Curiosities of Medical Experience
Part 48
It therefore appears to me more than probable that monstruosities are by no means original mal-conformations, but arise, during gestation, from physical or moral influences that affect the mother, however unconscious she may be of their action. We have frequent instances of violence occasioning preternatural developements. Mr. Giron Buzareingues mentions that a violent blow was given to a gravid bitch, who produced eight pups, all of which excepting one, had the hind-legs wanting, malconformed, or weak.
A further disquisition would lead me beyond the limits of a sketch. I shall therefore relate some curious cases of monstruosities, that would seem to set at nought our ideas regarding the _indispensability_ of certain organs to the functions of life.

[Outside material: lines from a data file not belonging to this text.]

//! Bzip2 block codec with resumable output growth
//!
//! The decoder is driven repeatedly over the same stream state. Whenever it
//! reports that the output buffer is full, the destination grows by 50% and
//! decoding resumes from the exact source offset already consumed.

use bzip2::{Decompress, Status};
use tracing::debug;

use crate::error::CodecError;

/// Decompress a bzip2 stream into a buffer that starts at `initial_capacity`
/// bytes and grows by half of its current size whenever it fills.
///
/// # Errors
/// - `CodecError::TruncatedInput` if the stream ends before its end-of-stream marker
/// - `CodecError::StreamCorruption` if the block decoder rejects the data
pub fn block_codec_decompress(src: &[u8], initial_capacity: usize) -> Result<Vec<u8>, CodecError> {
    let mut state = Decompress::new(false);
    let mut dst = Vec::with_capacity(initial_capacity.max(2));

    loop {
        let consumed = state.total_in() as usize;
        let produced = state.total_out();
        let status = state
            .decompress_vec(&src[consumed..], &mut dst)
            .map_err(|e| CodecError::StreamCorruption(format!("Bzip2 decompression failed: {}", e)))?;

        if matches!(status, Status::StreamEnd) {
            break;
        }

        if dst.len() == dst.capacity() {
            // Output buffer full: grow by 50% and resume
            let before = dst.capacity();
            dst.reserve_exact((before / 2).max(1));
            debug!(from = before, to = dst.capacity(), "growing bzip2 destination");
            continue;
        }

        let progressed = state.total_in() as usize != consumed || state.total_out() != produced;
        if !progressed {
            return Err(CodecError::TruncatedInput(format!(
                "bzip2 stream ended after {} input bytes without an end-of-stream marker",
                consumed
            )));
        }
    }

    dst.shrink_to_fit();
    Ok(dst)
}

Various instances are recorded of the union of two or more foetuses. We have lately seen the Siamese twins, and such a preternatural formation is by no means uncommon. In the Journal de Verdun, 1709, a case is related of two twin female children who were united at the loins, with only one intestinal canal. They were seven years old, could walk about, embrace each other in the fondest manner, and both were proficient in several languages. Buffon gives the history of two Hungarian girls, who were also joined together in the lumbar region. Helena, who was the first-born, became tall and straight; Judith, her sister, was of a diminutive size, and slightly arched. At six years of age she was attacked with hemiplegia, and never recovered perfect health. Helena was sprightly and intelligent. With the exception of the smallpox and measles, under which they laboured at the same time, their ailments were always distinct. They lived until the age of twenty-two, when Judith was attacked with a fever, that shortly terminated her existence. The horror expressed by Helena in beholding her dead companion, with whom she had been identified in sisterly love for so many years, cannot be described; but her agonies were of short duration, for in three minutes she also had ceased to live. On their _post mortem_ examination each was found to have possessed distinct viscera. The aorta and vena cava were united above the origin of the iliac arteries, so that no severing operation could have been performed without destroying them both.

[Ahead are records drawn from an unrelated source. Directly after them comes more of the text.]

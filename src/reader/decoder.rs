//! Block-parallel row decoding into column buffers
//!
//! Blocks are independent and decode as separate rayon tasks. Inside a block
//! rows normally decode one after another, since each row starts where the
//! previous one ended. When every row of a block has exactly the schema's
//! minimum row size, row offsets are known up front and the rows are spread
//! over parallel lanes instead.

use rayon::prelude::*;
use tracing::debug;

use crate::error::SchemaError;
use crate::schema::SchemaDescriptor;

use super::block::{plan_blocks, DataBlock, PlannedBlock};
use super::column::{ColumnSet, NullTracker, RowSink};
use super::row::decode_row;

/// Default upper bound on parallel lanes within one fixed-width block
pub const DEFAULT_MAX_LANES: usize = 32;

/// Configuration for [`RowDecoder`]
#[derive(Debug, Clone, PartialEq, Eq)]
pub struct DecodeConfig {
    /// First global row written to the output (default: 0)
    pub first_row: usize,
    /// Maximum number of rows written, further capped by the column set size
    /// (default: unlimited)
    pub max_rows: usize,
    /// Minimum encoded row size used to detect fixed-width blocks
    /// (default: None = derived from the schema)
    pub min_row_size: Option<usize>,
    /// Decode blocks and fixed-width lanes in parallel (default: true)
    pub parallel: bool,
    /// Maximum lanes per fixed-width block (default: 32)
    pub max_lanes: usize,
}

impl Default for DecodeConfig {
    fn default() -> Self {
        Self {
            first_row: 0,
            max_rows: usize::MAX,
            min_row_size: None,
            parallel: true,
            max_lanes: DEFAULT_MAX_LANES,
        }
    }
}

impl DecodeConfig {
    pub fn new() -> Self {
        Self::default()
    }

    pub fn with_first_row(mut self, first_row: usize) -> Self {
        self.first_row = first_row;
        self
    }

    pub fn with_max_rows(mut self, max_rows: usize) -> Self {
        self.max_rows = max_rows;
        self
    }

    pub fn with_min_row_size(mut self, min_row_size: usize) -> Self {
        self.min_row_size = Some(min_row_size);
        self
    }

    pub fn with_parallel(mut self, parallel: bool) -> Self {
        self.parallel = parallel;
        self
    }

    /// Decode every block strictly sequentially on the calling thread.
    pub fn sequential(self) -> Self {
        self.with_parallel(false)
    }

    pub fn with_max_lanes(mut self, max_lanes: usize) -> Self {
        self.max_lanes = max_lanes.max(1);
        self
    }
}

/// Outcome of decoding one block
#[derive(Debug, Clone, Copy, PartialEq, Eq)]
pub struct BlockReport {
    /// Position of the block in the list passed to [`RowDecoder::decode`]
    pub block_index: usize,
    /// Rows parsed, including rows outside the output window
    pub rows_decoded: usize,
    /// Bytes of the block span consumed
    pub bytes_consumed: usize,
    /// Whether the block took the fixed-width lane path
    pub fixed_width: bool,
}

/// Per-block results of a decode pass, ordered by first row.
///
/// The decoder does not validate stream well-formedness; comparing these
/// figures against the block index is left to the caller.
#[derive(Debug, Clone, Default, PartialEq, Eq)]
pub struct DecodeSummary {
    pub blocks: Vec<BlockReport>,
}

impl DecodeSummary {
    pub fn rows_decoded(&self) -> usize {
        self.blocks.iter().map(|b| b.rows_decoded).sum()
    }

    pub fn bytes_consumed(&self) -> usize {
        self.blocks.iter().map(|b| b.bytes_consumed).sum()
    }

    pub fn block(&self, block_index: usize) -> Option<&BlockReport> {
        self.blocks.iter().find(|b| b.block_index == block_index)
    }
}

/// Decodes encoded rows into caller-allocated column buffers.
#[derive(Debug, Clone)]
pub struct RowDecoder<'a> {
    schema: &'a SchemaDescriptor,
    config: DecodeConfig,
    min_row_size: usize,
}

impl<'a> RowDecoder<'a> {
    pub fn new(schema: &'a SchemaDescriptor, config: DecodeConfig) -> Self {
        let min_row_size = config.min_row_size.unwrap_or_else(|| schema.min_row_size());
        Self {
            schema,
            config,
            min_row_size,
        }
    }

    pub fn schema(&self) -> &'a SchemaDescriptor {
        self.schema
    }

    pub fn config(&self) -> &DecodeConfig {
        &self.config
    }

    pub fn min_row_size(&self) -> usize {
        self.min_row_size
    }

    /// Decode the rows of `blocks` from `data` into `columns`.
    ///
    /// Row `r` of the window `[first_row, first_row + max_rows)` lands in
    /// output slot `r - first_row`. Rows outside the window are parsed but
    /// not written. Malformed rows degrade to zero or null values; nothing
    /// mid-row is reported as an error.
    ///
    /// # Errors
    /// `SchemaError::ColumnMismatch` if `columns` does not match the schema's
    /// columns in number, storage or length.
    pub fn decode(
        &self,
        data: &'a [u8],
        blocks: &[DataBlock],
        columns: &mut ColumnSet<'a>,
    ) -> Result<DecodeSummary, SchemaError> {
        self.check_columns(columns)?;

        let rows = self.config.max_rows.min(columns.max_rows());
        let plan = plan_blocks(blocks, data.len(), self.config.first_row, rows);
        debug!(
            blocks = blocks.len(),
            planned = plan.len(),
            first_row = self.config.first_row,
            rows,
            min_row_size = self.min_row_size,
            parallel = self.config.parallel,
            "planned row decode"
        );

        let (slots, trackers): (Vec<_>, Vec<NullTracker<'_>>) = columns
            .columns_mut()
            .iter_mut()
            .map(|column| column.split_for_decode())
            .unzip();

        let mut rest = RowSink::new(0, rows, slots, &trackers);
        let mut tasks = Vec::with_capacity(plan.len());
        for planned in plan {
            let (_, tail) = rest.split_at(planned.output_rows.start);
            let (sink, tail) = tail.split_at(planned.output_rows.end);
            rest = tail;
            tasks.push((planned, sink));
        }

        let reports: Vec<BlockReport> = if self.config.parallel {
            tasks
                .into_par_iter()
                .map(|(planned, sink)| self.decode_block(data, planned, sink))
                .collect()
        } else {
            tasks
                .into_iter()
                .map(|(planned, sink)| self.decode_block(data, planned, sink))
                .collect()
        };

        Ok(DecodeSummary { blocks: reports })
    }

    fn check_columns(&self, columns: &ColumnSet<'a>) -> Result<(), SchemaError> {
        if columns.len() != self.schema.column_count() {
            return Err(SchemaError::ColumnMismatch(format!(
                "schema has {} output columns, column set has {}",
                self.schema.column_count(),
                columns.len()
            )));
        }
        for (i, column) in columns.columns().iter().enumerate() {
            let expected = self.schema.column_type(i);
            if Some(column.data().column_type()) != expected {
                return Err(SchemaError::ColumnMismatch(format!(
                    "column {} holds {:?} values, schema expects {:?}",
                    i,
                    column.data().column_type(),
                    expected
                )));
            }
            if column.len() != columns.max_rows() {
                return Err(SchemaError::ColumnMismatch(format!(
                    "column {} has {} rows, column set expects {}",
                    i,
                    column.len(),
                    columns.max_rows()
                )));
            }
        }
        Ok(())
    }

    /// Output slot of block row `r`, `None` below the window
    #[inline]
    fn output_row(&self, block: &DataBlock, r: usize) -> Option<usize> {
        (block.first_row_index + r).checked_sub(self.config.first_row)
    }

    fn decode_block(&self, data: &'a [u8], planned: PlannedBlock, sink: RowSink<'_, 'a>) -> BlockReport {
        let PlannedBlock {
            index, block, span, ..
        } = planned;

        let fixed_width = self.config.parallel
            && block.row_count > 1
            && span.len() == block.byte_size
            && block.is_fixed_width(self.min_row_size);

        let (rows_decoded, end) = if fixed_width {
            (block.row_count, self.decode_lanes(data, &block, span.start, sink))
        } else {
            self.decode_sequential(data, &block, span.start, span.end, sink)
        };

        let report = BlockReport {
            block_index: index,
            rows_decoded,
            bytes_consumed: end.min(span.end) - span.start,
            fixed_width,
        };
        debug!(
            block = index,
            rows = report.rows_decoded,
            bytes = report.bytes_consumed,
            fixed_width,
            "decoded block"
        );
        report
    }

    /// Decode rows one after another; each row starts where the previous ended
    fn decode_sequential(
        &self,
        data: &'a [u8],
        block: &DataBlock,
        start: usize,
        end: usize,
        mut sink: RowSink<'_, 'a>,
    ) -> (usize, usize) {
        let mut pos = start;
        let mut rows = 0;
        for r in 0..block.row_count {
            if pos >= end && self.min_row_size > 0 {
                break;
            }
            let row = self.output_row(block, r);
            pos = decode_row(self.schema, data, pos, end, row, &mut sink);
            rows += 1;
        }
        (rows, pos)
    }

    /// Decode a fixed-width block across lanes, returning the furthest
    /// position any row reached
    fn decode_lanes(
        &self,
        data: &'a [u8],
        block: &DataBlock,
        start: usize,
        sink: RowSink<'_, 'a>,
    ) -> usize {
        let end = start + block.byte_size;
        let lanes = self.config.max_lanes.max(1).min(block.row_count);
        let per_lane = block.row_count.div_ceil(lanes);

        let mut rest = sink;
        let mut lane_tasks = Vec::with_capacity(lanes);
        for lane in 0..lanes {
            let first = lane * per_lane;
            let last = (first + per_lane).min(block.row_count);
            if first >= last {
                break;
            }
            let boundary = (block.first_row_index + last).saturating_sub(self.config.first_row);
            let (lane_sink, tail) = rest.split_at(boundary);
            rest = tail;
            lane_tasks.push((first..last, lane_sink));
        }

        lane_tasks
            .into_par_iter()
            .map(|(rows, mut lane_sink)| {
                let mut furthest = start;
                for r in rows {
                    let row_start = start + r * self.min_row_size;
                    let row = self.output_row(block, r);
                    let row_end = decode_row(self.schema, data, row_start, end, row, &mut lane_sink);
                    furthest = furthest.max(row_end);
                }
                furthest
            })
            .max()
            .unwrap_or(start)
    }
}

Duverney relates the case of twins united at the lower part of the abdomen. They only lived six days; the strongest of the two died first, and was followed by his companion three hours after. Haller records upwards of thirty cases of a similar nature; and various skeletons of this description are to be seen in our museums. Munster saw two girls united by the forehead. They had then attained their tenth year, when one of them died. It therefore became indispensable to separate them, but the unfortunate creature did not survive the operation. Daubenton describes two children united at the back of the head.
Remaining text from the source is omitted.